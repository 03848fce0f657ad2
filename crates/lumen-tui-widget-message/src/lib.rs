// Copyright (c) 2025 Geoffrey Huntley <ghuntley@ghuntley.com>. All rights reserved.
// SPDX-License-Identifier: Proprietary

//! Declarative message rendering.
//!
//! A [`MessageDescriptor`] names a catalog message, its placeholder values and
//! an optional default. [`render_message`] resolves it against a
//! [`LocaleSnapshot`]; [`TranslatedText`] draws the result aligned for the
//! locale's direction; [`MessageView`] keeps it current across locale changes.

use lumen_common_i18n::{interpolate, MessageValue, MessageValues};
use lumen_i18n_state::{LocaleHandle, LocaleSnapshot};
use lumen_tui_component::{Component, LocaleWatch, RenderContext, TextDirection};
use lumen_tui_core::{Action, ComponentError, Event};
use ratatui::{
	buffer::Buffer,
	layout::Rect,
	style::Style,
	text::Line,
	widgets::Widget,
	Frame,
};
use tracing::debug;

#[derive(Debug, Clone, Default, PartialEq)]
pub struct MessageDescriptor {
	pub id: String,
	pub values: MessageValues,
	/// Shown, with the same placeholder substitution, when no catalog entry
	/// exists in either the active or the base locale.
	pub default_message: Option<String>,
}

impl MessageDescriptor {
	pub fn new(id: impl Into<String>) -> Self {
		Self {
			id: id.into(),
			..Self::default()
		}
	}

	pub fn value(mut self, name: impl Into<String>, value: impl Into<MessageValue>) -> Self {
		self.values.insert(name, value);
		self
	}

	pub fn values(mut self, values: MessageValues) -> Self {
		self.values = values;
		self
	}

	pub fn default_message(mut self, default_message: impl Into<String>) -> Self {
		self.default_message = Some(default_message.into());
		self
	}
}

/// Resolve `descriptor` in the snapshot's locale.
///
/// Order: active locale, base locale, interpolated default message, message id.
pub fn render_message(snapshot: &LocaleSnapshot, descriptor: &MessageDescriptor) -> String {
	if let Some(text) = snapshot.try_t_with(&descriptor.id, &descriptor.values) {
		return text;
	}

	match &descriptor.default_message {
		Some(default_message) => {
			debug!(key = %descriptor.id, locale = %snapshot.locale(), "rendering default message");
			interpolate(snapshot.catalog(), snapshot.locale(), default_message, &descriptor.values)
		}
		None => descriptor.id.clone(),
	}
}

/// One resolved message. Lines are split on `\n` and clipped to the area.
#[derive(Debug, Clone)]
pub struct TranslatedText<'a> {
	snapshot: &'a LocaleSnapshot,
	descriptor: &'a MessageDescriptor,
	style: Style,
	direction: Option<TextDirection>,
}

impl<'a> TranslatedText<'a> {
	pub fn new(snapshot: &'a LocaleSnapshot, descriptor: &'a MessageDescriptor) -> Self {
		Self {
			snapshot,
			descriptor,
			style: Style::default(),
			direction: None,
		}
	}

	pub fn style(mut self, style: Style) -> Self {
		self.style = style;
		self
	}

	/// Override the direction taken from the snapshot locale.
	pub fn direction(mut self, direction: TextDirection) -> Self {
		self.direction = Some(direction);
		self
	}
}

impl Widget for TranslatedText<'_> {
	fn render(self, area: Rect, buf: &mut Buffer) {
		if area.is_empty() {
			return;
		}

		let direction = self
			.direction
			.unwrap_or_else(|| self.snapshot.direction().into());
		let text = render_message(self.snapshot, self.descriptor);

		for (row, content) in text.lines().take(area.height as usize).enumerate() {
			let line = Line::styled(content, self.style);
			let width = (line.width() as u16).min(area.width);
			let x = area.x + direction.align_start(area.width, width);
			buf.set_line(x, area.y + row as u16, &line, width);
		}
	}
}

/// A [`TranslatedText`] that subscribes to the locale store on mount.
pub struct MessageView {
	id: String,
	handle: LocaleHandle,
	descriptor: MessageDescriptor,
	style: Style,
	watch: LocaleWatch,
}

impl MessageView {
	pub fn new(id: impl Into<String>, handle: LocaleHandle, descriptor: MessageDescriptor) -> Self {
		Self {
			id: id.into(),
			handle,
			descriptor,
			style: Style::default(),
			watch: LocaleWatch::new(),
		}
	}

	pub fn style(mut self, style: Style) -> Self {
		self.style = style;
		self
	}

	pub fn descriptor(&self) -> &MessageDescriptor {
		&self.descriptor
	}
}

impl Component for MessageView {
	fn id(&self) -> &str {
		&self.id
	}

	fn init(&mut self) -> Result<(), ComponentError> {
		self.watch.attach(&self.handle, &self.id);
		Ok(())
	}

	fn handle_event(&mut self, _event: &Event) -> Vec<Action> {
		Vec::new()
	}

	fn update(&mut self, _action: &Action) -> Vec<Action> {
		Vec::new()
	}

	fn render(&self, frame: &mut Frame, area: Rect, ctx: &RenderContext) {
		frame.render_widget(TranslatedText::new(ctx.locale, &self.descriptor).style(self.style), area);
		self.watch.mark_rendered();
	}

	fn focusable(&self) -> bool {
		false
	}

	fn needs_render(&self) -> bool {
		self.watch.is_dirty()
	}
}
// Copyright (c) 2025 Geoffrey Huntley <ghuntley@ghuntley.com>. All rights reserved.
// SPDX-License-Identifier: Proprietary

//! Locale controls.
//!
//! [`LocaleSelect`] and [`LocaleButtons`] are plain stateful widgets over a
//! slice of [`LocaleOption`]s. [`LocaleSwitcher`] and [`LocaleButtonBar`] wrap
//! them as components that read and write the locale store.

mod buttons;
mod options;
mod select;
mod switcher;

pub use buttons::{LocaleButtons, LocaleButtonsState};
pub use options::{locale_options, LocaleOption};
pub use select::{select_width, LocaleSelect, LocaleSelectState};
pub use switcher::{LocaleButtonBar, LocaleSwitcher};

---

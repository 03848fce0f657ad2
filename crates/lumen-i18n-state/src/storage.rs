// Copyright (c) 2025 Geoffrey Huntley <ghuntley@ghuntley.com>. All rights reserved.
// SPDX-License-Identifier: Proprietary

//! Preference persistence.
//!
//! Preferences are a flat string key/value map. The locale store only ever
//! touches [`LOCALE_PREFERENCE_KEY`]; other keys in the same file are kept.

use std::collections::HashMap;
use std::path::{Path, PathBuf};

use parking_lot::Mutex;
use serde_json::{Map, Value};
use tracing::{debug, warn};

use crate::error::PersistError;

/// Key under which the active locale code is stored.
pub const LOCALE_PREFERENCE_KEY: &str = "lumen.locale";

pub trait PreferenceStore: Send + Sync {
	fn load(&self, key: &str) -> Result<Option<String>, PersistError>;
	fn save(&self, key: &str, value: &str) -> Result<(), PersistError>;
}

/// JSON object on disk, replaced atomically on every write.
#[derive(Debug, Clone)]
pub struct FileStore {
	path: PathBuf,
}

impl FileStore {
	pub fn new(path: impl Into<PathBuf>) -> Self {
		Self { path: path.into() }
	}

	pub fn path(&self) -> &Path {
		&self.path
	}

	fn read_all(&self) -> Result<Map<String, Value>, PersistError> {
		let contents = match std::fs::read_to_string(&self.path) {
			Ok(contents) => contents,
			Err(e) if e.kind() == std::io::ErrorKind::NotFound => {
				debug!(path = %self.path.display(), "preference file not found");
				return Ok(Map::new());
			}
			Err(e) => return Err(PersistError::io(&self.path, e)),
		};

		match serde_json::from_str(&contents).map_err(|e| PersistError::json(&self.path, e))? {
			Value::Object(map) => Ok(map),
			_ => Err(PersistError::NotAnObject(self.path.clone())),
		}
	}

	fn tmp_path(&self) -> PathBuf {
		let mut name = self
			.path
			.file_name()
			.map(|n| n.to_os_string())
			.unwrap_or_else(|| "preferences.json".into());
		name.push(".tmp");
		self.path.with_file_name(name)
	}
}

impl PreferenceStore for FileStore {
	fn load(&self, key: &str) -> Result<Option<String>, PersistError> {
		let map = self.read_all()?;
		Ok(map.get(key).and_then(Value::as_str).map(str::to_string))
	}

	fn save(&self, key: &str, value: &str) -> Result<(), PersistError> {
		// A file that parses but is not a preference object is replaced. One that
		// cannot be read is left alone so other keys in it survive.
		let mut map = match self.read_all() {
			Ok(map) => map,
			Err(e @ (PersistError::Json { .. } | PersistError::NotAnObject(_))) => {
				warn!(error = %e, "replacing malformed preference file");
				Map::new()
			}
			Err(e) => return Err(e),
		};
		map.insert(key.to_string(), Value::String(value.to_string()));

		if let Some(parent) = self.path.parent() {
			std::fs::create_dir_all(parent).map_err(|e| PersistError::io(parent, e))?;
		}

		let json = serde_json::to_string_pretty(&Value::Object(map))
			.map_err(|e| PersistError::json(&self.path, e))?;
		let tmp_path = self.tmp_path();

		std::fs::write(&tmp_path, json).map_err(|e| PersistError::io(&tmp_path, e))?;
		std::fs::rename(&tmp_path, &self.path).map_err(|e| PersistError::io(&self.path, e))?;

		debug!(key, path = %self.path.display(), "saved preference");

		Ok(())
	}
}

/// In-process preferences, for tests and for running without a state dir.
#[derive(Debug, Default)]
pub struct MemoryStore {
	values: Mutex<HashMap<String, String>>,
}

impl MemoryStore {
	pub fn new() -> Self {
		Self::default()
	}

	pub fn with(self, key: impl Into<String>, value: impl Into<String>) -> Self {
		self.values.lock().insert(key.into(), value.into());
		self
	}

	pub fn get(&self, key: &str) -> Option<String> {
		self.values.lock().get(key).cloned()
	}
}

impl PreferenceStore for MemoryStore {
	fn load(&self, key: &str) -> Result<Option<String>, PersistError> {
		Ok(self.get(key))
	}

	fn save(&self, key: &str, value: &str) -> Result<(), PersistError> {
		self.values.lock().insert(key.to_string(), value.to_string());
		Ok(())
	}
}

◆ Exercise description
Filter the data, keeping only the lines that contain "derive".

◆ Exercise output
#[derive(Debug, Clone, Default, PartialEq)]
#[derive(Debug, Clone)]
#[derive(Debug, Clone)]
#[derive(Debug, Default)]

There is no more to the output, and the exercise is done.